Your PayAnalytics instance URL.

Optional Parameters

match_labels (array of strings)

Specific labels to match for dataset selection.

Configuration Examples

Basic Configuration

json
{
  "version": 1,
  "source_connectors": [
    {
      "connector": "payanalytics",
      "configuration": {
        "secret_name": "pa-api-token",
        "data_frame_name_prefix": "myprefix",
        "instance_url": "https://your-instance.payanalytics.com"
      }
    }
  ],
  "destination_adapters": [
    {
      "adapter": "file_export",
      "configuration": {
        "data_source": "myprefix_payanalytics_data",
        "destination_file_name": "pa_out.json",
        "format": "json"
      }
    }
  ]
}

Configuration with Label Matching

json
{
  "version": 1,
  "source_connectors": [
    {
      "connector": "payanalytics",
      "configuration": {
        "secret_name": "pa-api-token",
        "data_frame_name_prefix": "japan",
        "instance_url": "https://your-instance.payanalytics.com",
        "match_labels": [
          "Japan",
          "Data Acquisition"
        ]
      }
    }
  ],
  "destination_adapters": [
    {
      "adapter": "file_export",
      "configuration": {
        "data_source": "japan_payanalytics_data",
        "destination_file_name": "japan_out.json",
        "format": "json"
      }
    }
  ]
}

Label-Based Dataset Selection

The match_labels parameter allows you to filter datasets based on specific labels.

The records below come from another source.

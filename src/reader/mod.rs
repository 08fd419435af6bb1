//! The adaptive random-access reader.
//!
//! [`RandomAccessReader`] owns one [`Handle`] and serves each read from the
//! cheapest place [`dispatch::classify`] picks: the decoded prefix of a
//! compressed store, a sequential decoder that rewinds within its mark
//! window, or the store itself. Named readers register with the context's
//! [`HandleCache`](crate::cache::HandleCache), which may close them when too
//! many are open; the next operation reopens them from their name.

mod decoder;
pub mod dispatch;
mod text;

use std::io::{self, SeekFrom};
use std::sync::atomic::{AtomicU64, Ordering};
use std::sync::{Arc, Mutex, MutexGuard, TryLockError};

use crate::cache::{self, Evictable, Token};
use crate::codec::Endian;
use crate::config::IoConfig;
use crate::context::Context;
use crate::error::{Error, Result};
use crate::io::{Handle, HandleKind, MemoryHandle, RandomAccess};

use decoder::SequentialDecoder;
use dispatch::{ReadPath, Request, classify};

struct Slot {
    handle: Option<Handle>,
    decoder: SequentialDecoder,
    prefix: Option<Vec<u8>>,
}

impl Slot {
    /// Take ownership of a freshly opened handle, caching its decoded prefix
    /// if it is compressed.
    fn install(&mut self, mut handle: Handle, config: &IoConfig) -> Result<()> {
        if handle.is_compressed() {
            handle.seek(0)?;
            let len = config.max_overhead.min(handle.length()) as usize;
            let mut prefix = vec![0u8; len];
            let mut got = 0;
            while got < len {
                match handle.read(&mut prefix[got..])? {
                    0 => break,
                    n => got += n,
                }
            }
            prefix.truncate(got);
            self.decoder = SequentialDecoder::new(config.mark_limit);
            self.decoder.prime(&prefix);
            self.prefix = Some(prefix);
        } else {
            self.decoder.detach();
            self.prefix = None;
        }
        self.handle = Some(handle);
        Ok(())
    }

    fn close_handle(&mut self) -> Result<()> {
        self.decoder.detach();
        self.prefix = None;
        match self.handle.take() {
            Some(mut handle) => handle.close(),
            None => Ok(()),
        }
    }
}

/// The part of a reader the handle cache can reach.
struct Shared {
    slot: Mutex<Slot>,
    last_used: AtomicU64,
}

impl Shared {
    fn lock(&self) -> MutexGuard<'_, Slot> {
        self.slot.lock().unwrap_or_else(|e| e.into_inner())
    }
}

impl Evictable for Shared {
    fn try_evict(&self) -> bool {
        let mut slot = match self.slot.try_lock() {
            Ok(slot) => slot,
            Err(TryLockError::WouldBlock) => return false,
            Err(TryLockError::Poisoned(e)) => e.into_inner(),
        };
        if let Err(e) = slot.close_handle() {
            log::warn!("closing an evicted handle failed: {e}");
        }
        true
    }

    fn last_used(&self) -> u64 {
        self.last_used.load(Ordering::Relaxed)
    }
}

/// Read-only random access over any store, with typed reads through
/// [`RandomAccess`].
///
/// Bytes past the real end of the store up to [`extend`](Self::extend) read
/// as zeros.
pub struct RandomAccessReader {
    ctx: Arc<Context>,
    id: Option<String>,
    token: Token,
    shared: Arc<Shared>,
    kind: HandleKind,
    compressed: bool,
    afp: u64,
    length: u64,
    extend: u64,
    order: Endian,
    user_mark: Option<u64>,
}

impl RandomAccessReader {
    /// Open `id` through the process-wide context.
    pub fn open(id: &str) -> Result<Self> {
        Self::open_in(Context::global(), id)
    }

    pub fn open_in(ctx: Arc<Context>, id: &str) -> Result<Self> {
        let handle = ctx.location().open_handle(id, false, ctx.config())?;
        let reopenable = handle.kind() != HandleKind::Memory && ctx.location().is_reopenable(id);
        Self::build(ctx, Some(id.to_string()), handle, reopenable)
    }

    /// Wrap an already open store. It has no name, so it is never evicted.
    pub fn from_handle(handle: impl Into<Handle>) -> Result<Self> {
        Self::from_handle_in(Context::global(), handle)
    }

    pub fn from_handle_in(ctx: Arc<Context>, handle: impl Into<Handle>) -> Result<Self> {
        Self::build(ctx, None, handle.into(), false)
    }

    pub fn from_bytes(bytes: Vec<u8>) -> Result<Self> {
        Self::from_handle(MemoryHandle::from_vec(bytes))
    }

    fn build(ctx: Arc<Context>, id: Option<String>, handle: Handle, reopenable: bool) -> Result<Self> {
        let mut slot = Slot {
            handle: None,
            decoder: SequentialDecoder::new(ctx.config().mark_limit),
            prefix: None,
        };
        let kind = handle.kind();
        let compressed = handle.is_compressed();
        let length = handle.length();
        let order = handle.order();
        slot.install(handle, ctx.config())?;

        let shared = Arc::new(Shared {
            slot: Mutex::new(slot),
            last_used: AtomicU64::new(ctx.cache().tick()),
        });
        let target = reopenable.then(|| cache::downgrade(&shared));
        let token = ctx.cache().register(target);
        log::trace!("opened {} as {kind:?} ({length} bytes)", id.as_deref().unwrap_or("<anonymous>"));

        Ok(Self {
            ctx,
            id,
            token,
            shared,
            kind,
            compressed,
            afp: 0,
            length,
            extend: 0,
            order,
            user_mark: None,
        })
    }

    pub fn id(&self) -> Option<&str> {
        self.id.as_deref()
    }

    pub fn kind(&self) -> HandleKind {
        self.kind
    }

    pub fn is_compressed(&self) -> bool {
        self.compressed
    }

    pub fn context(&self) -> &Arc<Context> {
        &self.ctx
    }

    pub fn token(&self) -> Token {
        self.token
    }

    /// Whether the backing handle is currently open.
    pub fn is_open(&self) -> bool {
        self.shared.lock().handle.is_some()
    }

    pub fn extend(&self) -> u64 {
        self.extend
    }

    /// Treat `extend` zero bytes past the end of the store as readable.
    pub fn set_extend(&mut self, extend: u64) {
        self.extend = extend;
    }

    /// Where the sequential decoder currently stands, if one is attached.
    pub fn decoder_position(&self) -> Option<u64> {
        self.shared.lock().decoder.cursor().map(|c| c.fp)
    }

    /// Remember the current position. Compressed stores can return to it
    /// without restarting as long as at most `read_limit` bytes are read in
    /// between.
    pub fn mark(&mut self, read_limit: u64) -> Result<()> {
        self.user_mark = Some(self.afp);
        if !self.compressed {
            return Ok(());
        }
        let shared = Arc::clone(&self.shared);
        let mut slot = shared.lock();
        self.ensure_open(&mut slot)?;
        let slot = &mut *slot;
        let handle = slot.handle.as_mut().ok_or(Error::Closed)?;
        if slot.decoder.cursor().is_none() {
            handle.seek(self.afp)?;
            slot.decoder.attach(handle.position());
        }
        slot.decoder.seek(self.afp, handle)?;
        slot.decoder.mark_here(read_limit);
        Ok(())
    }

    /// Return to the last [`mark`](Self::mark).
    pub fn reset(&mut self) -> Result<()> {
        let Some(mark) = self.user_mark else {
            return Err(Error::Unimplemented("reset without mark"));
        };
        if self.compressed {
            let mut slot = self.shared.lock();
            if slot.decoder.cursor().is_some_and(|c| c.mark == mark) {
                slot.decoder.reset();
                self.afp = slot.decoder.fp();
                return Ok(());
            }
        }
        self.afp = mark;
        Ok(())
    }

    /// Reopen the handle if the cache or [`close`](RandomAccess::close)
    /// released it.
    fn ensure_open(&mut self, slot: &mut Slot) -> Result<()> {
        if slot.handle.is_some() {
            return Ok(());
        }
        let Some(id) = self.id.as_deref() else {
            return Err(Error::Closed);
        };
        log::debug!("reopening {id}");
        let mut handle = self.ctx.location().open_handle(id, false, self.ctx.config())?;
        handle.set_order(self.order);
        let length = handle.length();
        if length != self.length {
            log::debug!("{id} changed length from {} to {length} while closed", self.length);
            self.length = length;
        }
        slot.install(handle, self.ctx.config())?;
        self.ctx.cache().reopened(self.token);
        Ok(())
    }

    /// One read of real store bytes at `afp`.
    fn read_store(&mut self, buf: &mut [u8]) -> Result<usize> {
        let shared = Arc::clone(&self.shared);
        let mut slot = shared.lock();
        shared.last_used.store(self.ctx.cache().tick(), Ordering::Relaxed);
        self.ensure_open(&mut slot)?;

        let slot = &mut *slot;
        let handle = slot.handle.as_mut().ok_or(Error::Closed)?;
        let request = Request {
            afp: self.afp,
            len: buf.len() as u64,
            compressed: self.compressed,
            prefix_len: slot.prefix.as_ref().map(|p| p.len() as u64),
            max_overhead: self.ctx.config().max_overhead,
            decoder: slot.decoder.cursor(),
        };
        let n = match classify(&request) {
            ReadPath::Prefix => {
                let prefix = slot.prefix.as_deref().ok_or(Error::Closed)?;
                let start = self.afp as usize;
                buf.copy_from_slice(&prefix[start..start + buf.len()]);
                buf.len()
            }
            ReadPath::Sequential => {
                slot.decoder.seek(self.afp, handle)?;
                slot.decoder.read(buf, handle)?
            }
            ReadPath::Direct => {
                handle.seek(self.afp)?;
                let n = handle.read(buf)?;
                if self.compressed {
                    slot.decoder.attach(handle.position());
                }
                n
            }
        };
        self.afp += n as u64;
        Ok(n)
    }
}

impl RandomAccess for RandomAccessReader {
    fn read(&mut self, buf: &mut [u8]) -> Result<usize> {
        let total = self.length();
        if buf.is_empty() || self.afp >= total {
            return Ok(0);
        }
        let want = buf.len().min((total - self.afp) as usize);
        let real = (want as u64).min(self.length.saturating_sub(self.afp)) as usize;

        let mut n = 0;
        while n < real {
            match self.read_store(&mut buf[n..real])? {
                0 => break,
                got => n += got,
            }
        }
        if n == real && want > real {
            buf[real..want].fill(0);
            self.afp += (want - real) as u64;
            n = want;
        }
        Ok(n)
    }

    fn write(&mut self, _buf: &[u8]) -> Result<()> {
        Err(Error::Unimplemented("write"))
    }

    fn seek(&mut self, pos: u64) -> Result<()> {
        if pos > i64::MAX as u64 {
            return Err(Error::OutOfBounds(pos));
        }
        self.afp = pos;
        Ok(())
    }

    fn position(&self) -> u64 {
        self.afp
    }

    fn length(&self) -> u64 {
        self.length.saturating_add(self.extend)
    }

    fn set_length(&mut self, _len: u64) -> Result<()> {
        Err(Error::Unimplemented("set_length"))
    }

    fn order(&self) -> Endian {
        self.order
    }

    fn set_order(&mut self, order: Endian) {
        self.order = order;
        if let Some(handle) = self.shared.lock().handle.as_mut() {
            handle.set_order(order);
        }
    }

    fn close(&mut self) -> Result<()> {
        let result = self.shared.lock().close_handle();
        self.ctx.cache().closed(self.token);
        result
    }
}

impl io::Read for RandomAccessReader {
    fn read(&mut self, buf: &mut [u8]) -> io::Result<usize> {
        RandomAccess::read(self, buf).map_err(Into::into)
    }
}

impl io::Seek for RandomAccessReader {
    fn seek(&mut self, pos: SeekFrom) -> io::Result<u64> {
        let target = match pos {
            SeekFrom::Start(p) => Some(p),
            SeekFrom::End(d) => self.length().checked_add_signed(d),
            SeekFrom::Current(d) => self.afp.checked_add_signed(d),
        };
        let target = target.ok_or_else(|| {
            io::Error::new(io::ErrorKind::InvalidInput, "seek to a negative position")
        })?;
        RandomAccess::seek(self, target)?;
        Ok(target)
    }
}

impl Drop for RandomAccessReader {
    fn drop(&mut self) {
        self.ctx.cache().remove(self.token);
    }
}

impl std::fmt::Debug for RandomAccessReader {
    fn fmt(&self, f: &mut std::fmt::Formatter<'_>) -> std::fmt::Result {
        f.debug_struct("RandomAccessReader")
            .field("id", &self.id)
            .field("kind", &self.kind)
            .field("afp", &self.afp)
            .field("length", &self.length)
            .field("extend", &self.extend)
            .finish()
    }
}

The connector will:

  1. Retrieve all available labels from PayAnalytics
  2. Match the specified labels (case-insensitive)
  3. Select the most recent dataset that is labeled with all labels in match_labels
  4. Retrieve the matching dataset

Label Matching Example

"match_labels": ["Japan", "Data Acquisition"]

This configuration will find the most recent dataset that has both labels: "Japan", "Data Acquisition".

Data Transformation

The connector automatically transforms retrieved data into standardized fields in the resulting Data Frame:

Standard Field Mapping

The following fields are generated by the source connector for easier use during downstream pipeline stages:

_payanalytics_gender

Standardized gender field. Normalizes gender values to: male, female, nonBinary, notReported.

_payanalytics_salary

Standardized salary field.

_payanalytics_employee_id

Standardized employee ID field

_payanalytics_group

Standardized group/classification field

Data Structure

Standardized Dataset

json
{
  "empid": "2",
  "gender": "female",
  "jobrole": "legal",
  "level": "2",
  "salary": 12350,
  "_payanalytics_gender": "female",
  "_payanalytics_salary": 12350,
  "_payanalytics_employee_id": "2",
  "_payanalytics_group": "legal"
}

Data Frame Naming

The connector creates a Data Frame with a name based on the configured prefix:

  • Output Data Frame: {data_frame_name_prefix}_payanalytics_data
  • Example: With prefix "japan", the dataset will be named "japan_payanalytics_data"